We had actually made some calculation for the NIM expansion this year. And the absolute amount or the NIM impact will be more evident if we roll over to the -- towards the end of the year. If we look back to the actual amounts that are being rolled out into the net interest income every month, we can see that the incremental amount of the net interest income per month was up to about TWD 200 million per month. So we have a simple calculation that, that will reflect to around TWD 2.4 billion per year, starting from the rate hike in the late first quarter. So for the whole year, we had a calculation that the net interest income incremental value will be up to TWD 1.6 billion to TWD 1.8 billion, TWD 1.6 billion and TWD 1.8 billion for the net interest income.

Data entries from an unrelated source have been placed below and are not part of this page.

//! Card presence monitor.
//!
//! Some machines must only run while the operator's card stays on the reader.
//! Readers report the card repeatedly while it is present, so the session is
//! ended once the gap since the last sighting exceeds the presence timeout.
//! The check is purely local and works the same with or without a link.

use std::time::{Duration, Instant};

use makerpass_core::{CardCode, DeviceType};

use crate::relay::RelayStateKind;

/// Last card sighting.
#[derive(Debug, Clone, Default, PartialEq, Eq)]
pub struct CardPresence {
    pub last_code: Option<CardCode>,
    pub last_seen_at: Option<Instant>,
}

impl CardPresence {
    pub fn record(&mut self, code: CardCode, now: Instant) {
        self.last_code = Some(code);
        self.last_seen_at = Some(now);
    }

    pub fn clear(&mut self) {
        self.last_code = None;
        self.last_seen_at = None;
    }
}

#[derive(Debug, Clone)]
pub struct PresenceMonitor {
    timeout: Duration,
    presence: CardPresence,
}

impl PresenceMonitor {
    pub fn new(timeout: Duration) -> Self {
        Self {
            timeout,
            presence: CardPresence::default(),
        }
    }

    #[must_use]
    pub fn presence(&self) -> &CardPresence {
        &self.presence
    }

    #[must_use]
    pub fn timeout(&self) -> Duration {
        self.timeout
    }

    /// Record a sighting. Every scan counts, whatever its outcome.
    pub fn record_scan(&mut self, code: CardCode, now: Instant) {
        self.presence.record(code, now);
    }

    /// Returns `true` if a presence-gated session must be ended now.
    ///
    /// Only applies to machines in `MachineRunning` whose resource requires
    /// card presence. A session with no sighting on record counts as expired.
    #[must_use]
    pub fn should_end(
        &self,
        required: bool,
        device_type: DeviceType,
        state: RelayStateKind,
        now: Instant,
    ) -> bool {
        if !(required && device_type.is_machine() && state == RelayStateKind::MachineRunning) {
            return false;
        }
        match self.presence.last_seen_at {
            Some(seen) => now.saturating_duration_since(seen) > self.timeout,
            None => true,
        }
    }

    pub fn clear(&mut self) {
        self.presence.clear();
    }
}

#[cfg(test)]
mod tests {
    use super::*;
    use rstest::rstest;

    const TIMEOUT: Duration = Duration::from_secs(2);

    fn card() -> CardCode {
        CardCode::new("00AB12CD").unwrap()
    }

    #[test]
    fn test_record_and_clear() {
        let now = Instant::now();
        let mut monitor = PresenceMonitor::new(TIMEOUT);
        monitor.record_scan(card(), now);
        assert_eq!(monitor.presence().last_code, Some(card()));
        assert_eq!(monitor.presence().last_seen_at, Some(now));

        monitor.clear();
        assert_eq!(monitor.presence(), &CardPresence::default());
    }

    #[test]
    fn test_ends_only_after_gap_exceeds_timeout() {
        let t0 = Instant::now();
        let mut monitor = PresenceMonitor::new(TIMEOUT);
        monitor.record_scan(card(), t0);

        let check = |now| {
            monitor.should_end(true, DeviceType::Machine, RelayStateKind::MachineRunning, now)
        };
        assert!(!check(t0 + TIMEOUT));
        assert!(check(t0 + TIMEOUT + Duration::from_millis(1)));
    }

    #[test]
    fn test_missing_sighting_counts_as_expired() {
        let monitor = PresenceMonitor::new(TIMEOUT);
        assert!(monitor.should_end(
            true,
            DeviceType::Machine,
            RelayStateKind::MachineRunning,
            Instant::now()
        ));
    }

    #[rstest]
    #[case(false, DeviceType::Machine, RelayStateKind::MachineRunning)]
    #[case(true, DeviceType::Door, RelayStateKind::DoorPulsing)]
    #[case(true, DeviceType::Machine, RelayStateKind::Idle)]
    fn test_inactive_outside_gated_sessions(
        #[case] required: bool,
        #[case] device_type: DeviceType,
        #[case] state: RelayStateKind,
    ) {
        let monitor = PresenceMonitor::new(TIMEOUT);
        let later = Instant::now() + Duration::from_secs(60);
        assert!(!monitor.should_end(required, device_type, state, later));
    }
}
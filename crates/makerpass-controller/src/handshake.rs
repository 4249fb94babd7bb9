//! Authentication handshake.
//!
//! `device_auth` goes out as soon as the socket opens, without waiting for
//! anything; the authority enforces ordering on its side. The reply decides
//! whether the terminal is online.

use makerpass_core::DisplayRequest;
use makerpass_protocol::{AuthGrant, Outbound};
use tracing::{info, warn};

use crate::connectivity::ConnectivityState;

/// Device credentials presented on every connect.
#[derive(Clone)]
pub struct Handshake {
    resource_id: String,
    api_key: String,
}

impl Handshake {
    pub fn new(resource_id: impl Into<String>, api_key: impl Into<String>) -> Self {
        Self {
            resource_id: resource_id.into(),
            api_key: api_key.into(),
        }
    }

    /// The `device_auth` message for a fresh connection.
    #[must_use]
    pub fn device_auth(&self) -> Outbound {
        Outbound::DeviceAuth {
            resource_id: self.resource_id.clone(),
            api_key: self.api_key.clone(),
        }
    }

    /// Apply an `auth_success`.
    ///
    /// Returns the screen to show, or `None` if the message arrived with no
    /// socket open and was ignored.
    pub fn on_auth_success(
        &self,
        conn: &mut ConnectivityState,
        grant: &AuthGrant,
    ) -> Option<DisplayRequest> {
        if !conn.apply_auth_success(grant, &self.resource_id) {
            return None;
        }

        info!(
            resource = %conn.resource_name(),
            enabled = conn.resource_enabled(),
            require_card_present = conn.require_card_present(),
            "Authenticated with authority"
        );

        Some(if conn.resource_enabled() {
            DisplayRequest::Ready {
                resource_name: conn.resource_name().to_string(),
            }
        } else {
            DisplayRequest::ResourceDisabled
        })
    }

    /// Apply an `auth_error` or `error`. The connection is treated as dead.
    pub fn on_auth_failure(&self, conn: &mut ConnectivityState, message: &str) -> DisplayRequest {
        warn!(%message, "Authority reported an error, dropping connection");
        conn.auth_failed();
        DisplayRequest::Error {
            message: message.to_string(),
        }
    }
}

impl std::fmt::Debug for Handshake {
    fn fmt(&self, f: &mut std::fmt::Formatter<'_>) -> std::fmt::Result {
        f.debug_struct("Handshake")
            .field("resource_id", &self.resource_id)
            .field("api_key", &"<redacted>")
            .finish()
    }
}
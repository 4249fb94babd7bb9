//! Authority transport for the MakerPass terminal.
//!
//! The authority speaks JSON text frames over a WebSocket. This crate provides
//! the socket itself and the task that keeps it connected.
//!
//! # Components
//!
//! - **WsClient**: one WebSocket connection with connect and send timeouts
//! - **Transport**: background task owning a `WsClient`, reconnecting on a
//!   fixed interval and talking to the control loop over channels
//!
//! # Example
//!
//! ```no_run
//! use makerpass_network::{TransportCommand, TransportConfig, TransportEvent, spawn_transport};
//! use makerpass_protocol::Outbound;
//! use std::time::Duration;
//!
//! # async fn example() {
//! let (handle, _task) = spawn_transport(TransportConfig {
//!     url: "ws://127.0.0.1:8080/ws".into(),
//!     reconnect_interval: Duration::from_secs(5),
//!     connect_timeout: Duration::from_secs(10),
//! });
//! let (commands, mut events) = handle.into_parts();
//!
//! while let Some(event) = events.recv().await {
//!     if event == TransportEvent::Connected {
//!         let _ = commands.try_send(TransportCommand::Send(Outbound::Pong));
//!     }
//! }
//! # }
//! ```

mod client;
mod transport;

pub use client::{Incoming, WsClient, WsClientConfig, WsClientError};
pub use transport::{
    TransportCommand, TransportConfig, TransportEvent, TransportHandle, spawn_transport,
};
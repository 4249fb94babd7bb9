//! Mock status display.

use makerpass_core::DisplayRequest;
use tokio::sync::mpsc;

use crate::{Result, traits::StatusDisplay};

/// Mock display forwarding every screen to its handle.
#[derive(Debug)]
pub struct MockDisplay {
    current: Option<DisplayRequest>,
    screen_tx: mpsc::UnboundedSender<DisplayRequest>,
}

impl MockDisplay {
    pub fn new() -> (Self, MockDisplayHandle) {
        let (screen_tx, screen_rx) = mpsc::unbounded_channel();
        (
            Self {
                current: None,
                screen_tx,
            },
            MockDisplayHandle { screen_rx },
        )
    }

    /// Screen currently shown.
    pub fn current(&self) -> Option<&DisplayRequest> {
        self.current.as_ref()
    }
}

impl StatusDisplay for MockDisplay {
    async fn show(&mut self, request: &DisplayRequest) -> Result<()> {
        self.current = Some(request.clone());
        let _ = self.screen_tx.send(request.clone());
        Ok(())
    }
}

/// Handle receiving the screens shown on a [`MockDisplay`].
#[derive(Debug)]
pub struct MockDisplayHandle {
    screen_rx: mpsc::UnboundedReceiver<DisplayRequest>,
}

impl MockDisplayHandle {
    /// Every screen shown since the last drain, oldest first.
    pub fn drain(&mut self) -> Vec<DisplayRequest> {
        let mut screens = Vec::new();
        while let Ok(screen) = self.screen_rx.try_recv() {
            screens.push(screen);
        }
        screens
    }

    /// Wait for the next screen. `None` once the display is dropped.
    pub async fn next(&mut self) -> Option<DisplayRequest> {
        self.screen_rx.recv().await
    }
}

#[cfg(test)]
mod tests {
    use super::*;

    #[tokio::test]
    async fn test_screens_forwarded() {
        let (mut display, mut handle) = MockDisplay::new();
        display.show(&DisplayRequest::Offline).await.unwrap();
        display
            .show(&DisplayRequest::SessionStarted {
                user: "Alice".into(),
            })
            .await
            .unwrap();

        assert_eq!(
            display.current(),
            Some(&DisplayRequest::SessionStarted {
                user: "Alice".into()
            })
        );
        assert_eq!(handle.drain().len(), 2);
    }

    #[tokio::test]
    async fn test_next_returns_none_after_drop() {
        let (display, mut handle) = MockDisplay::new();
        drop(display);
        assert_eq!(handle.next().await, None);
    }
}
pub mod config;
pub mod constants;
pub mod error;
pub mod types;

pub use config::{AuthorityConfig, Config, DeviceConfig, TimingConfig};
pub use error::{Error, Result};
pub use types::*;

/// Version info
pub const VERSION: &str = env!("CARGO_PKG_VERSION");
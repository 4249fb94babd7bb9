//! Peripheral trait definitions.
//!
//! These traits are the seam between the control loop and the physical
//! terminal. All of them use native `async fn` methods, which makes them not
//! object-safe; use generic type parameters.

#![allow(async_fn_in_trait)]

use std::time::Duration;

use makerpass_core::{CardCode, DisplayRequest};

use crate::error::Result;

/// Relay driving the door strike or the machine's power contactor.
pub trait RelayOutput: Send {
    /// Energize or release the relay.
    ///
    /// # Errors
    ///
    /// Returns an error if the output cannot be driven.
    async fn set_energized(&mut self, energized: bool) -> Result<()>;

    /// Last state successfully written to the relay.
    fn is_energized(&self) -> bool;
}

/// Status screen next to the reader.
pub trait StatusDisplay: Send {
    /// Show a screen, replacing whatever was shown before.
    ///
    /// # Errors
    ///
    /// Returns an error if the display cannot be updated.
    async fn show(&mut self, request: &DisplayRequest) -> Result<()>;
}

/// LED and beeper feedback on the reader.
pub trait ActivityIndicator: Send {
    /// Flash the indicator for `duration`.
    ///
    /// Implementations must not hold the caller for the whole flash.
    ///
    /// # Errors
    ///
    /// Returns an error if the indicator cannot be driven.
    async fn flash(&mut self, duration: Duration) -> Result<()>;
}

/// Card reader.
///
/// Readers repeat the code for as long as the card stays in the field, so the
/// same code may be returned many times in a row.
pub trait CardReader: Send {
    /// Wait for the next card read.
    ///
    /// # Errors
    ///
    /// Returns [`HardwareError::Disconnected`](crate::HardwareError::Disconnected)
    /// once the reader is gone and will produce no more codes.
    async fn read_card(&mut self) -> Result<CardCode>;
}
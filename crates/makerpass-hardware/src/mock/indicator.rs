//! Mock activity indicator.

use std::time::Duration;

use tokio::sync::mpsc;

use crate::{Result, traits::ActivityIndicator};

/// Mock indicator recording flash durations.
#[derive(Debug)]
pub struct MockIndicator {
    flash_tx: mpsc::UnboundedSender<Duration>,
}

impl MockIndicator {
    pub fn new() -> (Self, MockIndicatorHandle) {
        let (flash_tx, flash_rx) = mpsc::unbounded_channel();
        (Self { flash_tx }, MockIndicatorHandle { flash_rx })
    }
}

impl ActivityIndicator for MockIndicator {
    async fn flash(&mut self, duration: Duration) -> Result<()> {
        let _ = self.flash_tx.send(duration);
        Ok(())
    }
}

#[derive(Debug)]
pub struct MockIndicatorHandle {
    flash_rx: mpsc::UnboundedReceiver<Duration>,
}

impl MockIndicatorHandle {
    /// Every flash since the last drain, oldest first.
    pub fn drain(&mut self) -> Vec<Duration> {
        let mut flashes = Vec::new();
        while let Ok(flash) = self.flash_rx.try_recv() {
            flashes.push(flash);
        }
        flashes
    }
}
//! Session state: who is logged in and with which token

use std::sync::Arc;

use chrono::{DateTime, Duration, Utc};
use tokio::sync::RwLock;

use crate::api::{ApiError, AuthResponse, BearerToken, Credentials, Gateway};
use crate::conversation::User;
use crate::storage::{
    self, KeyValueStore, StorageError, AUTH_TOKEN_KEY, SESSION_EXPIRES_KEY, USER_KEY,
};

use super::notify::Notifier;

#[derive(Debug, Clone, Copy, PartialEq, Eq)]
pub enum AuthStatus {
    Unauthenticated,
    Loading,
    Authenticated,
}

struct Session {
    user: Option<User>,
    status: AuthStatus,
}

#[derive(Clone, Copy)]
enum AuthFlow {
    Login,
    Signup,
}

pub struct AuthState {
    gateway: Arc<dyn Gateway>,
    storage: Arc<dyn KeyValueStore>,
    token: BearerToken,
    notifier: Notifier,
    session_ttl: Duration,
    session: RwLock<Session>,
}

impl AuthState {
    pub fn new(
        gateway: Arc<dyn Gateway>,
        storage: Arc<dyn KeyValueStore>,
        token: BearerToken,
        notifier: Notifier,
        session_ttl: Duration,
    ) -> Self {
        Self {
            gateway,
            storage,
            token,
            notifier,
            session_ttl,
            session: RwLock::new(Session {
                user: None,
                status: AuthStatus::Unauthenticated,
            }),
        }
    }

    /// Resume a persisted session, if one is still valid
    ///
    /// No request is made: an unexpired token and a readable user are trusted.
    /// Anything else clears the persisted session.
    pub async fn restore(&self) -> AuthStatus {
        match self.read_persisted().await {
            Ok(Some((user, token))) => {
                tracing::debug!("Restored session for {}", user.username);
                self.token.set(token).await;
                let mut session = self.session.write().await;
                session.user = Some(user);
                session.status = AuthStatus::Authenticated;
                AuthStatus::Authenticated
            }
            Ok(None) => {
                self.clear_persisted().await;
                AuthStatus::Unauthenticated
            }
            Err(e) => {
                tracing::warn!("Discarding unreadable session: {}", e);
                self.clear_persisted().await;
                AuthStatus::Unauthenticated
            }
        }
    }

    async fn read_persisted(&self) -> Result<Option<(User, String)>, StorageError> {
        let store = self.storage.as_ref();
        let Some(token) = store.get(AUTH_TOKEN_KEY).await? else {
            return Ok(None);
        };
        let Some(user) = storage::load_json::<User>(store, USER_KEY).await? else {
            return Ok(None);
        };

        if let Some(raw) = store.get(SESSION_EXPIRES_KEY).await? {
            match DateTime::parse_from_rfc3339(&raw) {
                Ok(expires_at) if expires_at.with_timezone(&Utc) > Utc::now() => {}
                Ok(_) => {
                    tracing::debug!("Persisted session for {} has expired", user.username);
                    return Ok(None);
                }
                Err(e) => {
                    tracing::warn!("Invalid session expiry {:?}: {}", raw, e);
                    return Ok(None);
                }
            }
        }

        Ok(Some((user, token)))
    }

    pub async fn login(&self, username: &str, password: &str) -> Result<User, ApiError> {
        self.authenticate(AuthFlow::Login, Credentials::new(username, password))
            .await
    }

    pub async fn signup(&self, username: &str, password: &str) -> Result<User, ApiError> {
        self.authenticate(AuthFlow::Signup, Credentials::new(username, password))
            .await
    }

    async fn authenticate(
        &self,
        flow: AuthFlow,
        credentials: Credentials,
    ) -> Result<User, ApiError> {
        let failure_title = match flow {
            AuthFlow::Login => "Login failed",
            AuthFlow::Signup => "Signup failed",
        };

        let checked = match flow {
            AuthFlow::Login => credentials.validate(),
            AuthFlow::Signup => credentials.validate_new(),
        };
        if let Err(e) = checked {
            self.notifier.error(failure_title, e.to_string());
            return Err(e);
        }

        let previous = self.set_status(AuthStatus::Loading).await;

        let result = match flow {
            AuthFlow::Login => self.gateway.login(&credentials).await,
            AuthFlow::Signup => self.gateway.signup(&credentials).await,
        };

        match result {
            Ok(AuthResponse { user, token }) => {
                self.persist(&user, &token).await;
                self.token.set(token).await;
                {
                    let mut session = self.session.write().await;
                    session.user = Some(user.clone());
                    session.status = AuthStatus::Authenticated;
                }

                match flow {
                    AuthFlow::Login => self.notifier.info(
                        "Login successful",
                        format!("Welcome back, {}!", user.username),
                    ),
                    AuthFlow::Signup => self
                        .notifier
                        .info("Signup successful", format!("Welcome, {}!", user.username)),
                }
                Ok(user)
            }
            Err(e) => {
                self.set_status(previous).await;
                self.notifier.error(failure_title, e.to_string());
                Err(e)
            }
        }
    }

    /// Forget the session; always succeeds
    pub async fn logout(&self) {
        self.clear_persisted().await;
        self.token.clear().await;
        {
            let mut session = self.session.write().await;
            session.user = None;
            session.status = AuthStatus::Unauthenticated;
        }
        self.notifier
            .info("Logged out", "You have been successfully logged out");
    }

    pub async fn is_authenticated(&self) -> bool {
        self.session.read().await.user.is_some()
    }

    pub async fn user(&self) -> Option<User> {
        self.session.read().await.user.clone()
    }

    pub async fn status(&self) -> AuthStatus {
        self.session.read().await.status
    }

    pub async fn token(&self) -> Option<String> {
        self.token.get().await
    }

    /// Returns the status that was replaced
    async fn set_status(&self, status: AuthStatus) -> AuthStatus {
        std::mem::replace(&mut self.session.write().await.status, status)
    }

    async fn persist(&self, user: &User, token: &str) {
        let store = self.storage.as_ref();
        let expires_at = (Utc::now() + self.session_ttl).to_rfc3339();

        let result = async {
            store.set(AUTH_TOKEN_KEY, token).await?;
            storage::save_json(store, USER_KEY, user).await?;
            store.set(SESSION_EXPIRES_KEY, &expires_at).await
        }
        .await;

        // The in-memory session stays valid; it just won't survive a restart
        if let Err(e) = result {
            tracing::warn!("Failed to persist session: {}", e);
        }
    }

    async fn clear_persisted(&self) {
        for key in [AUTH_TOKEN_KEY, USER_KEY, SESSION_EXPIRES_KEY] {
            if let Err(e) = self.storage.remove(key).await {
                tracing::warn!("Failed to remove {} from storage: {}", key, e);
            }
        }
    }
}
//! Application state: the session and the conversations, wired together

use std::sync::Arc;

use crate::api::{self, BearerToken, Gateway};
use crate::config::{Config, StorageKind};
use crate::core::{AuthState, AuthStatus, ConversationStore, Notifier};
use crate::storage::{KeyValueStore, MemoryStorage, SqliteStorage, StorageError, CHAT_SNAPSHOT_KEY};

pub struct App {
    pub config: Config,
    pub auth: AuthState,
    pub chat: ConversationStore,
    storage: Arc<dyn KeyValueStore>,
}

impl App {
    /// Build every component from the configuration and resume a saved session
    pub async fn init(config: Config, notifier: Notifier) -> Result<Self, StorageError> {
        let storage: Arc<dyn KeyValueStore> = match config.storage {
            StorageKind::Sqlite => Arc::new(SqliteStorage::new(&config.database_path()).await?),
            StorageKind::Memory => Arc::new(MemoryStorage::new()),
        };
        let token = BearerToken::new();
        let gateway = api::gateway_from_config(&config, token.clone());

        let app = Self::from_parts(config, gateway, storage, token, notifier);
        app.start().await;
        Ok(app)
    }

    /// Assemble an app from explicit collaborators
    ///
    /// `token` must be the same handle the gateway reads its bearer token from.
    pub fn from_parts(
        config: Config,
        gateway: Arc<dyn Gateway>,
        storage: Arc<dyn KeyValueStore>,
        token: BearerToken,
        notifier: Notifier,
    ) -> Self {
        let auth = AuthState::new(
            gateway.clone(),
            storage.clone(),
            token,
            notifier.clone(),
            config.session_ttl(),
        );
        let chat = ConversationStore::new(gateway, notifier);
        Self {
            config,
            auth,
            chat,
            storage,
        }
    }

    /// Restore the session and, if enabled, the last saved conversations
    pub async fn start(&self) -> AuthStatus {
        let status = self.auth.restore().await;
        if status == AuthStatus::Authenticated && self.config.persist_chat {
            match self.chat.load(self.storage.as_ref()).await {
                Ok(true) => tracing::debug!("Restored saved conversations"),
                Ok(false) => {}
                Err(e) => tracing::warn!("Ignoring unreadable chat snapshot: {}", e),
            }
        }
        status
    }

    /// End the session and forget its conversations
    pub async fn logout(&self) {
        self.auth.logout().await;
        self.chat.reset().await;
        if let Err(e) = self.storage.remove(CHAT_SNAPSHOT_KEY).await {
            tracing::warn!("Failed to remove chat snapshot: {}", e);
        }
    }

    pub async fn shutdown(&self) -> Result<(), StorageError> {
        if self.config.persist_chat && self.auth.is_authenticated().await {
            self.chat.save(self.storage.as_ref()).await?;
            tracing::debug!("Saved conversations");
        }
        Ok(())
    }
}

#[cfg(test)]
mod tests {
    use super::*;
    use crate::api::MockGateway;
    use crate::conversation::Role;

    fn app_with(storage: Arc<MemoryStorage>, persist_chat: bool) -> App {
        let (notifier, _rx) = Notifier::channel();
        let config = Config {
            persist_chat,
            ..Config::default()
        };
        App::from_parts(
            config,
            Arc::new(MockGateway::new()),
            storage,
            BearerToken::new(),
            notifier,
        )
    }

    #[tokio::test]
    async fn test_two_plus_two_scenario() {
        let app = app_with(Arc::new(MemoryStorage::new()), false);
        app.auth.signup("alice", "secret1").await.unwrap();

        app.chat.send_message("2+2?").await.unwrap();

        let state = app.chat.snapshot().await;
        assert_eq!(state.conversations.len(), 1);
        assert_eq!(state.messages.len(), 2);
        assert_eq!(state.messages[0].role, Role::User);
        assert_eq!(state.messages[1].role, Role::Assistant);
        assert_eq!(state.current_id.as_deref(), Some(state.conversations[0].id.as_str()));
    }

    #[tokio::test]
    async fn test_logout_resets_conversations() {
        let app = app_with(Arc::new(MemoryStorage::new()), false);
        app.auth.login("alice", "secret1").await.unwrap();
        app.chat.send_message("hello").await.unwrap();

        app.logout().await;

        assert!(!app.auth.is_authenticated().await);
        let state = app.chat.snapshot().await;
        assert!(state.conversations.is_empty());
        assert!(state.current_id.is_none());
    }

    #[tokio::test]
    async fn test_persisted_chat_survives_restart() {
        let storage = Arc::new(MemoryStorage::new());

        let first = app_with(storage.clone(), true);
        first.auth.login("alice", "secret1").await.unwrap();
        first.chat.send_message("remember me").await.unwrap();
        first.shutdown().await.unwrap();

        let second = app_with(storage, true);
        assert_eq!(second.start().await, AuthStatus::Authenticated);
        assert_eq!(
            second.chat.to_snapshot().await,
            first.chat.to_snapshot().await
        );
    }

    #[tokio::test]
    async fn test_chat_is_not_persisted_by_default() {
        let storage = Arc::new(MemoryStorage::new());

        let first = app_with(storage.clone(), false);
        first.auth.login("alice", "secret1").await.unwrap();
        first.chat.send_message("ephemeral").await.unwrap();
        first.shutdown().await.unwrap();

        assert!(storage.get(CHAT_SNAPSHOT_KEY).await.unwrap().is_none());
    }
}
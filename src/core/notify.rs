//! Transient user-facing notifications

use tokio::sync::mpsc::{self, UnboundedReceiver, UnboundedSender};

#[derive(Debug, Clone, Copy, PartialEq, Eq)]
pub enum Severity {
    Info,
    Error,
}

#[derive(Debug, Clone, PartialEq, Eq)]
pub struct Notification {
    pub title: String,
    pub description: String,
    pub severity: Severity,
}

/// Sending half of the notification channel
///
/// Emitting never fails: once the receiver is gone notifications are only logged.
#[derive(Debug, Clone)]
pub struct Notifier {
    tx: UnboundedSender<Notification>,
}

impl Notifier {
    pub fn channel() -> (Self, UnboundedReceiver<Notification>) {
        let (tx, rx) = mpsc::unbounded_channel();
        (Self { tx }, rx)
    }

    pub fn info(&self, title: impl Into<String>, description: impl Into<String>) {
        self.emit(Notification {
            title: title.into(),
            description: description.into(),
            severity: Severity::Info,
        });
    }

    pub fn error(&self, title: impl Into<String>, description: impl Into<String>) {
        self.emit(Notification {
            title: title.into(),
            description: description.into(),
            severity: Severity::Error,
        });
    }

    fn emit(&self, notification: Notification) {
        match notification.severity {
            Severity::Info => {
                tracing::info!("{}: {}", notification.title, notification.description)
            }
            Severity::Error => {
                tracing::warn!("{}: {}", notification.title, notification.description)
            }
        }
        if self.tx.send(notification).is_err() {
            tracing::trace!("Notification receiver dropped");
        }
    }
}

But part of this rate hike benefit will be transformed to the so-called swap gains being booked in the treasury income. And if we incorporate the swap transaction gains, the total amount for -- until the end of the year would be further increased up to TWD 3 billion to TWD 3.2 billion. And the full reflection of the NIM will be -- I mean, the adjusted NIM will be up to another TWD 9 billion until the end of the year. So in that sense, the whole year projection for the rate hike benefit for our banks would be TWD 3 billion to TWD 3.2 billion until the end of this year.
But if we further, I mean, factoring the -- a further rate hike in the third and the fourth quarter, including U.S. Fed and the Taiwan Central Bank, we actually would forecast that Taiwan Central Bank would further rate hike by another 25 basis points in the coming months towards the end. And the U.S. dollars -- U.S. Fed would further -- have a further aggressive move to have a further rate hike. And then for next year, I mean, for 2023, our net interest income will be further add up to more than TWD 4 billion. So that will be translate into a NIM expansion by 10 bps to 12 bps.
Well, this will be our president calculation based on the rate hike assumption by both Taiwan Central Bank and the Fed that the total rain hike incorporates until the end of the year. So that will be -- for this year, including the swap, the net revenue will be up TWD 3 billion to TWD 3.2 billion, and the NIM would expand by again the 9 bps. And for next year, if the rates stay there unchanged, then for 2023, the total gains for this rate hike will be up to TWD 4 billion, and that would represent a 10 bps to 12 bps hike for next year. Yes, that will be my calculation for your reference.
Okay. Thank you, Annie. And we have another related question. It's about our large corporate loans. Gurpreet hopes to know that, what's the reason for strong demand for large corporate loan in the quarter.
Actually, the so-called repatriated capital we invested in Taiwan would be quite, I mean, strong. So the loan demand from this large corp, as they re-establish their capacity or expand their operation here, would really become the demand that they have to fund their expansion plan or their investments here. And that would also, I mean, add up to the supply chain loan demand.
So the large corp loan book expansion would pretty much reflect the repatriated investments in Taiwan as the trade confliction -- conflicts between the 2 nations from U.S. and China really had some positive influence on this, particularly, those export-related sectors. So that was pretty much being part of the reason that the loan demand from this large corp remain quite solid and persistent.
And also, we do, I mean, extend our strong relation and invite or organize more syndication lending to help this corporate, large corporate, in particular, those groups as a whole to fund their investment plan here in domestic market.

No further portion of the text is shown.